* **Exercise instructions**
Where a line in the listing contains the string "characters", copy that line out.

Top of Data for processing

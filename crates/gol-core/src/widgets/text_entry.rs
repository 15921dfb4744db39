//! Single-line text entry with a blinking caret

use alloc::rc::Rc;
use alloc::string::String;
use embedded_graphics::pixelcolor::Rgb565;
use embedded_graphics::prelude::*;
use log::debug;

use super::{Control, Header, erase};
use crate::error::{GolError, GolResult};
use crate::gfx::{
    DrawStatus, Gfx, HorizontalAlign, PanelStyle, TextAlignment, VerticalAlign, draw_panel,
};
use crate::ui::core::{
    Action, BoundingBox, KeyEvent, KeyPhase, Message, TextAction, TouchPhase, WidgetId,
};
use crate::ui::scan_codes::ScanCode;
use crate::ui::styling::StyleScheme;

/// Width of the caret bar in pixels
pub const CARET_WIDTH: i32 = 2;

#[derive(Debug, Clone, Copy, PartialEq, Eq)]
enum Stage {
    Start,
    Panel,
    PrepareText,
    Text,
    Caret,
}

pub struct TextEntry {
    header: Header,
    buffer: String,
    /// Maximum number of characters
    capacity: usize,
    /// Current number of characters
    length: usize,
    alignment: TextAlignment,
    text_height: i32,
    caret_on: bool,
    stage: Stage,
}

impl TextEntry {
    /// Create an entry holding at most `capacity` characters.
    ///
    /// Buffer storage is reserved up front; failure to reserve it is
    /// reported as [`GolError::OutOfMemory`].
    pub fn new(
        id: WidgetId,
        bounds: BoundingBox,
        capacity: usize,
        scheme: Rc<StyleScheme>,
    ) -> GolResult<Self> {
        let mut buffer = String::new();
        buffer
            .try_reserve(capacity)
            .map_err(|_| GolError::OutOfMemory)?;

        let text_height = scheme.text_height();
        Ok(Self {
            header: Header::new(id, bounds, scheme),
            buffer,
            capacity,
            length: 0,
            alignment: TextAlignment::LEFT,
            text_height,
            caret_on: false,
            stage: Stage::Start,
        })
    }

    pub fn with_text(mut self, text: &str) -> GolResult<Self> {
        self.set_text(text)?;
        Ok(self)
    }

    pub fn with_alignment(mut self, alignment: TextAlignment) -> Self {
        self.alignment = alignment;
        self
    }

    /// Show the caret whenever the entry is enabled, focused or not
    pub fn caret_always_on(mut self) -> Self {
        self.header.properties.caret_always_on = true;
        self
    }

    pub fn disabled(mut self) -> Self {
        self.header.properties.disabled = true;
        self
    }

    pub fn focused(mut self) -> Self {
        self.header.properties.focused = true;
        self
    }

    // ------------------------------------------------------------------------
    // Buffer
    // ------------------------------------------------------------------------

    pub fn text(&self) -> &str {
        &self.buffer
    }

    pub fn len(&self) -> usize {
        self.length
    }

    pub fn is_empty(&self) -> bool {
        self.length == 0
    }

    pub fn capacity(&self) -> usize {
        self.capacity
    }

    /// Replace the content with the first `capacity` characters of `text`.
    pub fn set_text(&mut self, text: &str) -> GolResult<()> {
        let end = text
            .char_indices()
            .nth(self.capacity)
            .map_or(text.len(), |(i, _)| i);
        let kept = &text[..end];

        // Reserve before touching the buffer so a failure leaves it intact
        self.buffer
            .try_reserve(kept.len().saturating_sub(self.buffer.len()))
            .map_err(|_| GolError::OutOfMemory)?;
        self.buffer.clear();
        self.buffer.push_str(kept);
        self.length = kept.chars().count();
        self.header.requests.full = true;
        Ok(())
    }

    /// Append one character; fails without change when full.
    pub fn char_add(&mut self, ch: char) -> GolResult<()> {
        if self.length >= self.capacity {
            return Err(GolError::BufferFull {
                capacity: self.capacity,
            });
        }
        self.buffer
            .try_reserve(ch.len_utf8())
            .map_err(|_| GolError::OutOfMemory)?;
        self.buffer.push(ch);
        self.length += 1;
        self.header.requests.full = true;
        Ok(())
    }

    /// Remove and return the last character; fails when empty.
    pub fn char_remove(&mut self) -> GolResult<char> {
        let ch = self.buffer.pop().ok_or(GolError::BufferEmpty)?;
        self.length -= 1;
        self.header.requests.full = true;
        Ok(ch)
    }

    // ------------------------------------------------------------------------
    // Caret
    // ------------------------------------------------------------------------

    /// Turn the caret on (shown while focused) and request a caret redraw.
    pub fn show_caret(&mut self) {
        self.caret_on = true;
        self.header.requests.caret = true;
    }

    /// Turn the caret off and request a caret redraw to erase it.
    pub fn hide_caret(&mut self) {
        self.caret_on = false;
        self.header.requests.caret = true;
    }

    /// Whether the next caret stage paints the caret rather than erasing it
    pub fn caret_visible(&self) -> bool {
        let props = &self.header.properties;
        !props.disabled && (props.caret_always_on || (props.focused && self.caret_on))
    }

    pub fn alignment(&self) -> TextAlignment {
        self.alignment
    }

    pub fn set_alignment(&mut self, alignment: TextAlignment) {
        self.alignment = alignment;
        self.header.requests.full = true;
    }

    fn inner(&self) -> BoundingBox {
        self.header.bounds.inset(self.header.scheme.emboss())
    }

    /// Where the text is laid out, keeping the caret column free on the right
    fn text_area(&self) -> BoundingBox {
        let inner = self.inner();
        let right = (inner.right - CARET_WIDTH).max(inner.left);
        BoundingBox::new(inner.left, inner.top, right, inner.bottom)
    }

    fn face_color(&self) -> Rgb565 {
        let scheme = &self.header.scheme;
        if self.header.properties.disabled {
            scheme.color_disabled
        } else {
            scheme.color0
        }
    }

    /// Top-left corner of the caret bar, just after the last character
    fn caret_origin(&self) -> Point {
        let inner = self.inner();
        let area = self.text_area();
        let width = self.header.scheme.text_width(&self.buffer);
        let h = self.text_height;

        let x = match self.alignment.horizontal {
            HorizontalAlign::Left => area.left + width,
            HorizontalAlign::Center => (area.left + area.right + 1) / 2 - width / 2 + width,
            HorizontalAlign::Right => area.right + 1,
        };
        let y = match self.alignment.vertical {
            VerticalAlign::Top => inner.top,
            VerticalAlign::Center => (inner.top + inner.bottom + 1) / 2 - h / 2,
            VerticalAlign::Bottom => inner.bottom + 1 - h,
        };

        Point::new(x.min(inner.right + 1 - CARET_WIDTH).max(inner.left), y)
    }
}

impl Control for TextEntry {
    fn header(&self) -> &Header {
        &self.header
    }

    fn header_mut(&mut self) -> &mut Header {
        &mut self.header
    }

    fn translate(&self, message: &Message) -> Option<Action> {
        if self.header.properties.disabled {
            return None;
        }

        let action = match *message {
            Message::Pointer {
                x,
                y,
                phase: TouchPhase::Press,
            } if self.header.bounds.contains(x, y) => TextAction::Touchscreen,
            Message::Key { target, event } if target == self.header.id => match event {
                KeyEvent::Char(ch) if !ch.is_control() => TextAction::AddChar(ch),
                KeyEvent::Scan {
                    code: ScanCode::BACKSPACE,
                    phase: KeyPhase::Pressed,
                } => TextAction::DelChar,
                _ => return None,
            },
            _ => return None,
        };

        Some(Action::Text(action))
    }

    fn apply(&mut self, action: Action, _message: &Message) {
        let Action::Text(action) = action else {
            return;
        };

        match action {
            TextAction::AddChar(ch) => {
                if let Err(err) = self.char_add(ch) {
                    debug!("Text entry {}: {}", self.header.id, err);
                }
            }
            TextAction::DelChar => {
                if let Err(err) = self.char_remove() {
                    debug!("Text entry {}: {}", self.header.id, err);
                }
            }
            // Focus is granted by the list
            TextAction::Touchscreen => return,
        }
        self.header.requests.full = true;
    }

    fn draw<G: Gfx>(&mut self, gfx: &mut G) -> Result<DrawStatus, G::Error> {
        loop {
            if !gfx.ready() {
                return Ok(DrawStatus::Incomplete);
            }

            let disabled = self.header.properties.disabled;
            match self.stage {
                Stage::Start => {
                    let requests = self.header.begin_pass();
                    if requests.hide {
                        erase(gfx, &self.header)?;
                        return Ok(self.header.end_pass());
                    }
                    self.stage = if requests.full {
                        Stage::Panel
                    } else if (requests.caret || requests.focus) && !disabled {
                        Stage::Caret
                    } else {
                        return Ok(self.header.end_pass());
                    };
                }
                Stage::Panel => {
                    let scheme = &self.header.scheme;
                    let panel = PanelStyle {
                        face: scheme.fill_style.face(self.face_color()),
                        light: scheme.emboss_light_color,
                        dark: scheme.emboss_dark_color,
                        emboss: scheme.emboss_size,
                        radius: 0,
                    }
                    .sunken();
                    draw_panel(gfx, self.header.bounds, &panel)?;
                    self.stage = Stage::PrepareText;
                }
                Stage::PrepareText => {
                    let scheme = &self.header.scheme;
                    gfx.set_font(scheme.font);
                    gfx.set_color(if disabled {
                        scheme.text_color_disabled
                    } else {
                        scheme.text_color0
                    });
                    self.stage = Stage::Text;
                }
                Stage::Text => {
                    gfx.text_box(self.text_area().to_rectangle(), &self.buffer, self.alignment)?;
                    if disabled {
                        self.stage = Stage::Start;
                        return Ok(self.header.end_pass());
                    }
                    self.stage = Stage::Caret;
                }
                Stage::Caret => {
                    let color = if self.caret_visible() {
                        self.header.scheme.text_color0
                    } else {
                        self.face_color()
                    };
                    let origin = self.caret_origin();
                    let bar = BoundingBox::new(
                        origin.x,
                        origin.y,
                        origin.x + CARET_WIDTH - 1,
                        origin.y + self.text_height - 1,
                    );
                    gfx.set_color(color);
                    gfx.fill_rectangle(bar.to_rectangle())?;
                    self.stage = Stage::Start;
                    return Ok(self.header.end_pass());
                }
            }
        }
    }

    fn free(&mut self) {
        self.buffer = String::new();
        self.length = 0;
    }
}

Bottom of Data for processing

* **Output for this task**
    /// Maximum number of characters
    /// Current number of characters
    /// Create an entry holding at most `capacity` characters.
    /// Replace the content with the first `capacity` characters of `text`.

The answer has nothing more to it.